Pour les vulgaires jouisseurs ou les simples spectateurs de la vie, tous les mots qui précèdent sont vides de sens, dépourvus de saveur et ils ne rendent qu’un son creux et vain. Mais les autres, ceux qui, sous une dénomination quelconque, ont des aspirations plus ou moins sincères et fortes vers les choses élevées, qui reconnaissent des lois morales, qui sentent la pitié et révèrent la justice, qui veulent leur bonheur et le bien d’autrui, savent-ils s’aimer beaucoup mieux, sont-ils disposés à apprendre le véritable amour et à le pratiquer?

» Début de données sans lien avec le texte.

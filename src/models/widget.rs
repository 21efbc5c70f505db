//! Widget data structures.
//!
//! A widget is a positioned, typed element on a page. The `type` tag selects
//! the plugin that knows how to export it; everything plugin-specific lives in
//! the open `props` map.

use serde::{Deserialize, Deserializer, Serialize};
use serde_json::Value;
use std::collections::BTreeMap;
use std::fmt;

/// A single element placed on a page.
#[derive(Debug, Clone, PartialEq, Serialize, Deserialize)]
pub struct Widget {
    /// Unique id, stable across export and import
    pub id: String,
    /// Plugin discriminator (e.g. "text", "sensor_text", "lvgl_bar")
    #[serde(rename = "type")]
    pub kind: String,
    /// Left edge in pixels
    #[serde(default, deserialize_with = "de_coord")]
    pub x: i32,
    /// Top edge in pixels
    #[serde(default, deserialize_with = "de_coord")]
    pub y: i32,
    /// Width in pixels
    #[serde(default, deserialize_with = "de_coord")]
    pub width: i32,
    /// Height in pixels
    #[serde(default, deserialize_with = "de_coord")]
    pub height: i32,
    /// Primary data source reference
    #[serde(default, skip_serializing_if = "Option::is_none")]
    pub entity_id: Option<String>,
    /// Secondary data source reference
    #[serde(
        default,
        alias = "entity_id2",
        skip_serializing_if = "Option::is_none"
    )]
    pub entity_id_2: Option<String>,
    /// Optional caption used by several widget kinds
    #[serde(default, skip_serializing_if = "Option::is_none")]
    pub title: Option<String>,
    /// Entity the visibility condition is evaluated against
    #[serde(default, skip_serializing_if = "Option::is_none")]
    pub condition_entity: Option<String>,
    /// Comparison operator (`==`, `!=`, `>`, `<`, `>=`, `<=`, `range`)
    #[serde(default, skip_serializing_if = "Option::is_none")]
    pub condition_operator: Option<String>,
    /// Comparison value for non-range operators
    #[serde(
        default,
        deserialize_with = "de_opt_string",
        skip_serializing_if = "Option::is_none"
    )]
    pub condition_state: Option<String>,
    /// Lower bound for `range`
    #[serde(
        default,
        deserialize_with = "de_opt_number",
        skip_serializing_if = "Option::is_none"
    )]
    pub condition_min: Option<f64>,
    /// Upper bound for `range`
    #[serde(
        default,
        deserialize_with = "de_opt_number",
        skip_serializing_if = "Option::is_none"
    )]
    pub condition_max: Option<f64>,
    /// Plugin-specific properties
    #[serde(default, skip_serializing_if = "BTreeMap::is_empty")]
    pub props: BTreeMap<String, Value>,
    /// Hidden widgets are ignored by every export pass
    #[serde(default, skip_serializing_if = "is_false")]
    pub hidden: bool,
    /// Editor-only lock flag
    #[serde(default, skip_serializing_if = "is_false")]
    pub locked: bool,
}

#[allow(clippy::trivially_copy_pass_by_ref)]
const fn is_false(value: &bool) -> bool {
    !*value
}

impl Widget {
    /// Creates a widget with the given id, type and geometry.
    pub fn new(
        id: impl Into<String>,
        kind: impl Into<String>,
        x: i32,
        y: i32,
        width: i32,
        height: i32,
    ) -> Self {
        Self {
            id: id.into(),
            kind: kind.into(),
            x,
            y,
            width,
            height,
            entity_id: None,
            entity_id_2: None,
            title: None,
            condition_entity: None,
            condition_operator: None,
            condition_state: None,
            condition_min: None,
            condition_max: None,
            props: BTreeMap::new(),
            hidden: false,
            locked: false,
        }
    }

    /// Sets the primary entity reference.
    pub fn with_entity(mut self, entity: impl Into<String>) -> Self {
        self.entity_id = Some(entity.into());
        self
    }

    /// Sets a property.
    pub fn with_prop(mut self, key: impl Into<String>, value: impl Into<Value>) -> Self {
        self.props.insert(key.into(), value.into());
        self
    }

    /// Sets the visibility condition.
    pub fn with_condition(mut self, condition: Condition) -> Self {
        self.condition_entity = Some(condition.entity);
        self.condition_operator = Some(condition.operator.as_str().to_string());
        self.condition_state = condition.state;
        self.condition_min = condition.min;
        self.condition_max = condition.max;
        self
    }

    /// Returns true for grouping containers, which never export anything.
    pub fn is_group(&self) -> bool {
        self.kind == "group"
    }

    /// Trimmed primary entity reference, if non-empty.
    pub fn entity(&self) -> Option<&str> {
        non_empty(self.entity_id.as_deref())
    }

    /// Trimmed secondary entity reference, if non-empty.
    pub fn entity2(&self) -> Option<&str> {
        non_empty(self.entity_id_2.as_deref())
    }

    /// Returns the visibility condition when a condition entity is set.
    pub fn condition(&self) -> Option<Condition> {
        let entity = non_empty(self.condition_entity.as_deref())?;
        let operator = self
            .condition_operator
            .as_deref()
            .map(ConditionOperator::parse)
            .unwrap_or_default();
        Some(Condition {
            entity: entity.to_string(),
            operator,
            state: self.condition_state.clone(),
            min: self.condition_min,
            max: self.condition_max,
        })
    }

    /// Returns a property rendered as a string (numbers and booleans are stringified).
    pub fn prop_str(&self, key: &str) -> Option<String> {
        match self.props.get(key)? {
            Value::String(s) => Some(s.clone()),
            Value::Number(n) => Some(n.to_string()),
            Value::Bool(b) => Some(b.to_string()),
            _ => None,
        }
    }

    /// Returns a string property or the given default.
    pub fn prop_str_or(&self, key: &str, default: &str) -> String {
        self.prop_str(key)
            .filter(|s| !s.is_empty())
            .unwrap_or_else(|| default.to_string())
    }

    /// Returns a numeric property, accepting numeric strings.
    pub fn prop_f64(&self, key: &str) -> Option<f64> {
        match self.props.get(key)? {
            Value::Number(n) => n.as_f64(),
            Value::String(s) => s.trim().parse().ok(),
            _ => None,
        }
    }

    /// Returns an integer property, rounding fractional values.
    pub fn prop_i64(&self, key: &str) -> Option<i64> {
        self.prop_f64(key).map(|v| v.round() as i64)
    }

    /// Returns an integer property or the given default.
    pub fn prop_i64_or(&self, key: &str, default: i64) -> i64 {
        self.prop_i64(key).unwrap_or(default)
    }

    /// Returns a boolean property, accepting "true"/"false" strings.
    pub fn prop_bool(&self, key: &str) -> Option<bool> {
        match self.props.get(key)? {
            Value::Bool(b) => Some(*b),
            Value::String(s) => match s.trim() {
                "true" => Some(true),
                "false" => Some(false),
                _ => None,
            },
            Value::Number(n) => n.as_f64().map(|v| v != 0.0),
            _ => None,
        }
    }

    /// Returns true when a boolean property is explicitly set.
    pub fn flag(&self, key: &str) -> bool {
        self.prop_bool(key).unwrap_or(false)
    }
}

fn non_empty(value: Option<&str>) -> Option<&str> {
    value.map(str::trim).filter(|s| !s.is_empty())
}

/// Comparison operator of a visibility condition.
#[derive(Debug, Clone, Copy, PartialEq, Eq, Default)]
pub enum ConditionOperator {
    /// `==`
    #[default]
    Eq,
    /// `!=`
    Ne,
    /// `>`
    Gt,
    /// `<`
    Lt,
    /// `>=`
    Ge,
    /// `<=`
    Le,
    /// Inclusive numeric range
    Range,
}

impl ConditionOperator {
    /// Parses an operator, falling back to `==` for unknown input.
    pub fn parse(value: &str) -> Self {
        match value.trim() {
            "!=" => Self::Ne,
            ">" => Self::Gt,
            "<" => Self::Lt,
            ">=" => Self::Ge,
            "<=" => Self::Le,
            "range" => Self::Range,
            _ => Self::Eq,
        }
    }

    /// The operator as written in the document.
    pub const fn as_str(self) -> &'static str {
        match self {
            Self::Eq => "==",
            Self::Ne => "!=",
            Self::Gt => ">",
            Self::Lt => "<",
            Self::Ge => ">=",
            Self::Le => "<=",
            Self::Range => "range",
        }
    }
}

impl fmt::Display for ConditionOperator {
    fn fmt(&self, f: &mut fmt::Formatter<'_>) -> fmt::Result {
        f.write_str(self.as_str())
    }
}

/// Visibility condition attached to a widget.
#[derive(Debug, Clone, PartialEq)]
pub struct Condition {
    /// Entity the condition reads
    pub entity: String,
    /// Comparison operator
    pub operator: ConditionOperator,
    /// Comparison value for non-range operators
    pub state: Option<String>,
    /// Lower bound for `range`
    pub min: Option<f64>,
    /// Upper bound for `range`
    pub max: Option<f64>,
}

impl Condition {
    /// Creates an equality condition.
    pub fn equals(entity: impl Into<String>, state: impl Into<String>) -> Self {
        Self {
            entity: entity.into(),
            operator: ConditionOperator::Eq,
            state: Some(state.into()),
            min: None,
            max: None,
        }
    }

    /// Creates a range condition.
    pub fn range(entity: impl Into<String>, min: f64, max: f64) -> Self {
        Self {
            entity: entity.into(),
            operator: ConditionOperator::Range,
            state: None,
            min: Some(min),
            max: Some(max),
        }
    }

    /// Trimmed comparison value (empty when unset).
    pub fn state_str(&self) -> &str {
        self.state.as_deref().map_or("", str::trim)
    }
}

/// Deserializes a coordinate from an integer, float or numeric string.
///
/// Malformed values fall back to zero rather than failing the whole project.
fn de_coord<'de, D>(deserializer: D) -> Result<i32, D::Error>
where
    D: Deserializer<'de>,
{
    let value = Value::deserialize(deserializer)?;
    Ok(match value {
        Value::Number(n) => n.as_f64().map_or(0, |v| v.round() as i32),
        Value::String(s) => s.trim().parse::<f64>().map_or(0, |v| v.round() as i32),
        _ => 0,
    })
}

fn de_opt_string<'de, D>(deserializer: D) -> Result<Option<String>, D::Error>
where
    D: Deserializer<'de>,
{
    let value = Option::<Value>::deserialize(deserializer)?;
    Ok(match value {
        Some(Value::String(s)) => Some(s),
        Some(Value::Number(n)) => Some(n.to_string()),
        Some(Value::Bool(b)) => Some(b.to_string()),
        _ => None,
    })
}

fn de_opt_number<'de, D>(deserializer: D) -> Result<Option<f64>, D::Error>
where
    D: Deserializer<'de>,
{
    let value = Option::<Value>::deserialize(deserializer)?;
    Ok(match value {
        Some(Value::Number(n)) => n.as_f64(),
        Some(Value::String(s)) => s.trim().parse().ok(),
        _ => None,
    })
}

#[cfg(test)]
mod tests {
    use super::*;
    use serde_json::json;

    #[test]
    fn test_deserialize_lenient_coordinates() {
        let widget: Widget = serde_json::from_value(json!({
            "id": "w1",
            "type": "text",
            "x": 10.6,
            "y": "20",
            "width": null,
            "height": 40
        }))
        .unwrap();

        assert_eq!(widget.x, 11);
        assert_eq!(widget.y, 20);
        assert_eq!(widget.width, 0);
        assert_eq!(widget.height, 40);
    }

    #[test]
    fn test_condition_from_flat_fields() {
        let widget: Widget = serde_json::from_value(json!({
            "id": "w1",
            "type": "text",
            "condition_entity": " binary_sensor.door ",
            "condition_operator": "==",
            "condition_state": true
        }))
        .unwrap();

        let cond = widget.condition().unwrap();
        assert_eq!(cond.entity, "binary_sensor.door");
        assert_eq!(cond.operator, ConditionOperator::Eq);
        assert_eq!(cond.state_str(), "true");
    }

    #[test]
    fn test_condition_absent_when_entity_blank() {
        let mut widget = Widget::new("w1", "text", 0, 0, 10, 10);
        widget.condition_entity = Some("   ".to_string());
        assert!(widget.condition().is_none());
    }

    #[test]
    fn test_prop_accessors_accept_strings_and_numbers() {
        let widget = Widget::new("w1", "text", 0, 0, 10, 10)
            .with_prop("font_size", "24")
            .with_prop("bar_height", 15.4)
            .with_prop("italic", "true")
            .with_prop("text", "Hello");

        assert_eq!(widget.prop_i64("font_size"), Some(24));
        assert_eq!(widget.prop_i64("bar_height"), Some(15));
        assert!(widget.flag("italic"));
        assert!(!widget.flag("missing"));
        assert_eq!(widget.prop_str_or("text", "x"), "Hello");
        assert_eq!(widget.prop_str_or("missing", "x"), "x");
    }

    #[test]
    fn test_operator_parse_fallback() {
        assert_eq!(ConditionOperator::parse("range"), ConditionOperator::Range);
        assert_eq!(ConditionOperator::parse(">="), ConditionOperator::Ge);
        assert_eq!(ConditionOperator::parse("bogus"), ConditionOperator::Eq);
    }
}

Il y a des âmes scrupuleuses et égarées qui croient que cet amour leur est interdit; elles ne comprennent pas que ne pas s’aimer avec son propre cœur équivaut à ne pas penser avec sa propre pensée, à faire fi de la vie qui leur a été donnée, à supprimer les forces qu’elles ont reçues, à refuser de guider vers les hauteurs la conscience dont Dieu leur a conféré le soin. Estimer qu’elles n’ont pas le droit de s’aimer les empêche de se bien aimer, c’est-à-dire de s’aimer suivant le plan divin. Voilà pourquoi tant de chrétiens ne conçoivent pas l’amour de soi d’une façon plus juste, plus sage, plus normale que les disciples du hasard.

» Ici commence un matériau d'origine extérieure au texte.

/// `script:` with `change_page_to`, wrapping around at both ends.
pub fn page_script(profile: &HardwareProfile, page_count: usize, toolkit_mode: bool) -> Section {
    let body = vec![
        format!("int pages = {};", page_count.max(1)),
        "int page = target_page;".to_string(),
        "if (page < 0) page = pages - 1;".to_string(),
        "if (page >= pages) page = 0;".to_string(),
        "id(display_page) = page;".to_string(),
        "id(last_page_switch_time) = millis();".to_string(),
    ];
    let mut then = Node::list().item(Node::map().with("lambda", Node::Block(body)));
    if !toolkit_mode {
        then.push(Node::map().with("component.update", Node::scalar(profile.display_id())));
    }

    let mut section = Section::list("script");
    section.push(
        Node::map()
            .with("id", Node::scalar("change_page_to"))
            .with(
                "parameters",
                Node::map().with("target_page", Node::scalar("int")),
            )
            .with("then", then),
    );
    section
}

/// `display:` block.
///
/// E-paper panels refresh on the page interval, LCDs every second. In toolkit
/// mode there is no lambda and the display never clears itself.
pub fn display(
    profile: &HardwareProfile,
    orientation: Orientation,
    refresh_s: u32,
    lambda: Option<Vec<String>>,
) -> Section {
    let pins = &profile.pins.display;
    let rotation = compute_rotation(
        profile.resolution,
        orientation,
        profile.rotation.unwrap_or(0),
    );
    let update_interval = match (&lambda, profile.is_epaper()) {
        (None, _) => "never".to_string(),
        (Some(_), true) => format!("{refresh_s}s"),
        (Some(_), false) => "1s".to_string(),
    };

    let mut node = Node::map()
        .with("platform", Node::scalar(&profile.display_platform))
        .with("id", Node::scalar(profile.display_id()))
        .with_opt("model", profile.display_model.as_deref().map(Node::quoted))
        .with_opt("cs_pin", pins.cs.as_ref().map(Node::scalar))
        .with_opt("dc_pin", pins.dc.as_ref().map(Node::scalar))
        .with_opt("reset_pin", pins.reset.as_ref().map(Node::scalar))
        .with_opt(
            "busy_pin",
            pins.busy.as_ref().map(|pin| {
                Node::map()
                    .with("number", Node::scalar(pin))
                    .with("inverted", Node::scalar(true))
            }),
        )
        .with("rotation", Node::scalar(rotation))
        .with("update_interval", Node::scalar(update_interval));

    match lambda {
        Some(lines) => node.insert("lambda", Node::Block(lines)),
        None => node.insert("auto_clear_enabled", Node::scalar(false)),
    }

    let mut section = Section::list("display");
    section.push(node);
    section
}

/// `touchscreen:` block for touch profiles, transformed for the rotation.
pub fn touchscreen(profile: &HardwareProfile, orientation: Orientation) -> Option<Section> {
    let touch = profile.touch.as_ref()?;
    let rotation = compute_rotation(
        profile.resolution,
        orientation,
        profile.rotation.unwrap_or(0),
    );

    let mut node = Node::map()
        .with("platform", Node::scalar(&touch.platform))
        .with("id", Node::scalar("my_touchscreen"))
        .with("display", Node::scalar(profile.display_id()))
        .with_opt("interrupt_pin", touch.interrupt_pin.as_ref().map(Node::scalar))
        .with_opt("reset_pin", touch.reset_pin.as_ref().map(Node::scalar));
    if let Some((swap, mirror_x, mirror_y)) = touch_transform(rotation) {
        node.insert(
            "transform",
            Node::map()
                .with("swap_xy", Node::scalar(swap))
                .with("mirror_x", Node::scalar(mirror_x))
                .with("mirror_y", Node::scalar(mirror_y)),
        );
    }

    let mut section = Section::list("touchscreen");
    section.push(node);
    Some(section)
}
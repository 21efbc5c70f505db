//! Reading projects and generated documents.
//!
//! Project files are the compiler's input; generated documents can be read
//! back into a project through their annotations.

pub mod import;
pub mod project;

pub use import::{import_document, ImportedProject};
pub use project::{load_project, parse_project_str, save_project, ProjectFormat};
//! Visibility condition guards for the display lambda.

use crate::compiler::entities::{self, EntityKey, EntityKind, EntityTable};
use crate::models::{Condition, ConditionOperator, Widget};

/// States that read as booleans when comparing a non-text entity.
const BOOLEAN_STATES: [&str; 16] = [
    "on", "off", "true", "false", "open", "closed", "locked", "unlocked", "home", "not_home",
    "occupied", "clear", "active", "inactive", "detected", "idle",
];

/// States that count as "on".
const POSITIVE_STATES: [&str; 9] = [
    "on", "true", "1", "open", "locked", "home", "occupied", "active", "detected",
];

/// How a condition is compared on the device.
#[derive(Debug, Clone, Copy, PartialEq, Eq)]
enum GuardKind {
    Text,
    Binary,
    Numeric,
}

fn infer_kind(cond: &Condition) -> GuardKind {
    if entities::is_binary_domain(&cond.entity) {
        return GuardKind::Binary;
    }
    if cond.entity.starts_with("text_sensor.") {
        return GuardKind::Text;
    }
    let state = cond.state_str();
    if cond.operator != ConditionOperator::Range
        && !state.is_empty()
        && state.parse::<f64>().is_err()
        && !BOOLEAN_STATES.contains(&state.to_lowercase().as_str())
    {
        return GuardKind::Text;
    }
    GuardKind::Numeric
}

/// Resolves the component id and comparison kind of a condition entity.
///
/// Prefers whatever the dedup scans actually declared for the entity.
fn resolve(cond: &Condition, table: &EntityTable) -> (String, GuardKind) {
    let key = EntityKey::new(cond.entity.clone(), None);
    if let Some(declared) = table.lookup(&key) {
        let kind = match declared.kind {
            EntityKind::Text => GuardKind::Text,
            EntityKind::Binary => GuardKind::Binary,
            EntityKind::Numeric => GuardKind::Numeric,
        };
        return (declared.id.clone(), kind);
    }

    let kind = infer_kind(cond);
    let id = match kind {
        GuardKind::Text => key.sensor_id(EntityKind::Text),
        GuardKind::Binary | GuardKind::Numeric => key.sensor_id(EntityKind::Numeric),
    };
    (id, kind)
}

fn format_number(value: f64) -> String {
    format!("{value}")
}

/// Builds the `if (...) {` guard opening a conditional widget, if any.
pub fn condition_check(widget: &Widget, table: &EntityTable) -> Option<String> {
    let cond = widget.condition()?;
    let (id, kind) = resolve(&cond, table);
    let val = format!("id({id}).state");
    let state = cond.state_str();
    let lower = state.to_lowercase();
    let op = cond.operator.as_str();

    let check = match (cond.operator, kind) {
        (ConditionOperator::Range, _) => format!(
            "{val} >= {} && {val} <= {}",
            format_number(cond.min.unwrap_or(0.0)),
            format_number(cond.max.unwrap_or(100.0))
        ),
        (_, GuardKind::Text) => {
            let escaped = state.replace('\\', "\\\\").replace('"', "\\\"");
            format!("{val} {op} \"{escaped}\"")
        }
        (operator, GuardKind::Binary) => {
            let positive = POSITIVE_STATES.contains(&lower.as_str());
            match operator {
                ConditionOperator::Eq if positive => val,
                ConditionOperator::Eq => format!("!{val}"),
                ConditionOperator::Ne if positive => format!("!{val}"),
                ConditionOperator::Ne => val,
                _ => format!("(int){val} {op} {}", u8::from(positive)),
            }
        }
        (_, GuardKind::Numeric) => {
            // "off"-style keywords and anything unparseable compare against zero
            let number = state.parse::<f64>().ok().unwrap_or_else(|| {
                if POSITIVE_STATES.contains(&lower.as_str()) {
                    1.0
                } else {
                    0.0
                }
            });
            format!("{val} {op} {}", format_number(number))
        }
    };

    Some(format!("if ({check}) {{"))
}

#[cfg(test)]
mod tests {
    use super::*;

    fn guarded(cond: Condition) -> Widget {
        Widget::new("w", "icon", 0, 0, 10, 10).with_condition(cond)
    }

    fn check(cond: Condition) -> String {
        condition_check(&guarded(cond), &EntityTable::new()).unwrap()
    }

    #[test]
    fn test_no_condition() {
        let w = Widget::new("w", "icon", 0, 0, 10, 10);
        assert!(condition_check(&w, &EntityTable::new()).is_none());
    }

    #[test]
    fn test_binary_checks() {
        assert_eq!(
            check(Condition::equals("binary_sensor.door", "on")),
            "if (id(binary_sensor_door).state) {"
        );
        assert_eq!(
            check(Condition::equals("binary_sensor.door", "off")),
            "if (!id(binary_sensor_door).state) {"
        );

        let mut ne = Condition::equals("light.hall", "on");
        ne.operator = ConditionOperator::Ne;
        assert_eq!(check(ne), "if (!id(light_hall).state) {");

        let mut gt = Condition::equals("switch.fan", "on");
        gt.operator = ConditionOperator::Gt;
        assert_eq!(check(gt), "if ((int)id(switch_fan).state > 1) {");
    }

    #[test]
    fn test_numeric_checks() {
        let mut gt = Condition::equals("sensor.temp", "21.50");
        gt.operator = ConditionOperator::Gt;
        assert_eq!(check(gt), "if (id(sensor_temp).state > 21.5) {");

        assert_eq!(
            check(Condition::equals("sensor.presence", "home")),
            "if (id(sensor_presence).state == 1) {"
        );
        assert_eq!(
            check(Condition::equals("sensor.presence", "idle")),
            "if (id(sensor_presence).state == 0) {"
        );
    }

    #[test]
    fn test_range_defaults() {
        let mut cond = Condition::range("sensor.temp", 0.0, 0.0);
        cond.min = None;
        cond.max = None;
        assert_eq!(
            check(cond),
            "if (id(sensor_temp).state >= 0 && id(sensor_temp).state <= 100) {"
        );
        assert_eq!(
            check(Condition::range("sensor.temp", 10.5, 30.0)),
            "if (id(sensor_temp).state >= 10.5 && id(sensor_temp).state <= 30) {"
        );
    }

    #[test]
    fn test_text_check_uses_text_sensor_id() {
        assert_eq!(
            check(Condition::equals("sensor.washer", "running")),
            "if (id(sensor_washer_txt).state == \"running\") {"
        );
        assert_eq!(
            check(Condition::equals("text_sensor.mode", "eco")),
            "if (id(text_sensor_mode_txt).state == \"eco\") {"
        );
    }

    #[test]
    fn test_declared_entity_wins() {
        let mut table = EntityTable::new();
        table.record(
            &EntityKey::new("sensor.washer", None),
            "sensor_washer",
            EntityKind::Numeric,
        );
        let w = guarded(Condition::equals("sensor.washer", "3"));
        assert_eq!(
            condition_check(&w, &table).unwrap(),
            "if (id(sensor_washer).state == 3) {"
        );
    }
}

Puis vient la grande foule des âmes mortes, de celles qui ont permis à la maladie, à la souffrance, aux déceptions, aux soucis de diminuer en elles, presque jusqu’à l’extinction, l’intensité de la vie morale; elles ont perdu tout magnétisme, tout rayonnement, toute puissance communicative et s’étiolent dans une existence sans chaleur et sans lumière. Il ne leur reste que le regret des choses divines qu’elles ont négligées. Leur nom est multitude. Si elles se ranimaient, ce serait comme une immense armée surgissant tout à coup et partant en guerre pour une nouvelle croisade, bannières déployées. Et sur ces bannières ces mots seraient écrits: Apprends à t’aimer toi-même et tu auras vaincu une partie de la souffrance, apprends à t’aimer toi-même et tu aimeras les autres.